I know gold diggers, let's see if you compare

They like the way your money looks more than the way you look
Once you're with them, they always need something.... either for themselves or for a friend
They suggest the place they want to go for dinner, and usually the more expensive the better
Their friends know more about your money than about you
They need to wear (and therefore shop for) new clothes all the time, and want you to pay.... almost as a privilege related to dating them (Don't I look great in this?)
They get bratty and pouty when you're not giving them cash on a regular basis
They ask you about your job, assets, and finances early in the relationship so they can figure out if they should keep dating you.

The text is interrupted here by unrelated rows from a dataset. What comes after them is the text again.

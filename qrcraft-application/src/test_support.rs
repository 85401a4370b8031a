use std::collections::HashMap;
use std::sync::atomic::{AtomicBool, AtomicI64, Ordering};
use std::sync::{Arc, Mutex};

use anyhow::{anyhow, Result};
use async_trait::async_trait;
use qrcraft_domain::ports::{Clock, ImageExporter, KeyValueStore, QrEncoder, RandomSource};
use qrcraft_domain::{ExportFormat, QrBitmap, QrConfig, RuntimeConfig};

use crate::{Adapters, AppState};

#[derive(Default)]
pub struct MemoryStore {
    entries: Mutex<HashMap<String, String>>,
    failing: AtomicBool,
}

impl MemoryStore {
    pub fn with_entry(key: &str, value: &str) -> Self {
        let store = Self::default();
        store
            .entries
            .lock()
            .expect("store lock")
            .insert(key.to_string(), value.to_string());
        store
    }

    pub fn failing() -> Self {
        let store = Self::default();
        store.set_failing(true);
        store
    }

    pub fn set_failing(&self, failing: bool) {
        self.failing.store(failing, Ordering::SeqCst);
    }

    pub fn get(&self, key: &str) -> Option<String> {
        self.entries.lock().expect("store lock").get(key).cloned()
    }

    fn check(&self) -> Result<()> {
        if self.failing.load(Ordering::SeqCst) {
            return Err(anyhow!("storage quota exceeded"));
        }
        Ok(())
    }
}

#[async_trait]
impl KeyValueStore for MemoryStore {
    async fn read(&self, key: &str) -> Result<Option<String>> {
        self.check()?;
        Ok(self.get(key))
    }

    async fn write(&self, key: &str, value: &str) -> Result<()> {
        self.check()?;
        self.entries
            .lock()
            .expect("store lock")
            .insert(key.to_string(), value.to_string());
        Ok(())
    }

    async fn delete(&self, key: &str) -> Result<()> {
        self.check()?;
        self.entries.lock().expect("store lock").remove(key);
        Ok(())
    }
}

/// Advances one millisecond per reading so every event gets a distinct time.
pub struct StepClock(AtomicI64);

impl Clock for StepClock {
    fn now_millis(&self) -> i64 {
        self.0.fetch_add(1, Ordering::SeqCst)
    }
}

pub struct CyclingRandom(usize);

impl RandomSource for CyclingRandom {
    fn next_index(&mut self, bound: usize) -> usize {
        let index = self.0 % bound;
        self.0 += 1;
        index
    }
}

/// Encodes every byte of the text as one pixel column.
pub struct StubEncoder;

impl QrEncoder for StubEncoder {
    fn encode(&self, text: &str, config: &QrConfig) -> Result<QrBitmap> {
        let width = text.len() as u32;
        let pixels = text
            .bytes()
            .flat_map(|_| config.foreground.0)
            .collect();
        Ok(QrBitmap {
            width,
            height: 1,
            pixels,
        })
    }
}

pub struct StubExporter;

impl ImageExporter for StubExporter {
    fn export(&self, bitmap: &QrBitmap, format: ExportFormat) -> Result<Vec<u8>> {
        let mut bytes = format.extension().as_bytes().to_vec();
        bytes.extend_from_slice(&bitmap.pixels);
        Ok(bytes)
    }
}

pub async fn test_state() -> (AppState, Arc<MemoryStore>) {
    let store = Arc::new(MemoryStore::default());
    (state_with_store(store.clone()).await, store)
}

pub async fn state_with_store(store: Arc<MemoryStore>) -> AppState {
    let adapters = Adapters {
        store,
        clock: Arc::new(StepClock(AtomicI64::new(1_000))),
        encoder: Arc::new(StubEncoder),
        exporter: Arc::new(StubExporter),
        random: Box::new(CyclingRandom(0)),
    };
    AppState::initialize(RuntimeConfig::default(), adapters).await
}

A guy with money who likes younger women will often try to impress them the same way. Women that get hooked this way are not necessarily gold diggers. They're just really impressed with the lifestyle at first, then become dependent on the money.
These men are often insecure and tend to dominate the women they date. This doesn't make them a Dominant in the same way that we refer to here, even if the dominance is sexual also.

I'm hoping you didn't meet him this way, though it would explain why you have this indefinite online grounding.

Is he suspicious of everything when he's not around?
Do you get to call him whenever you want?
Do you meet a lot of his friends and go out together, or are you guys always alone?

The not letting you go online thing could be a flag that this is not a healthy relationship. He's got a lot more experience and time on the streets then you.

Hope this helps.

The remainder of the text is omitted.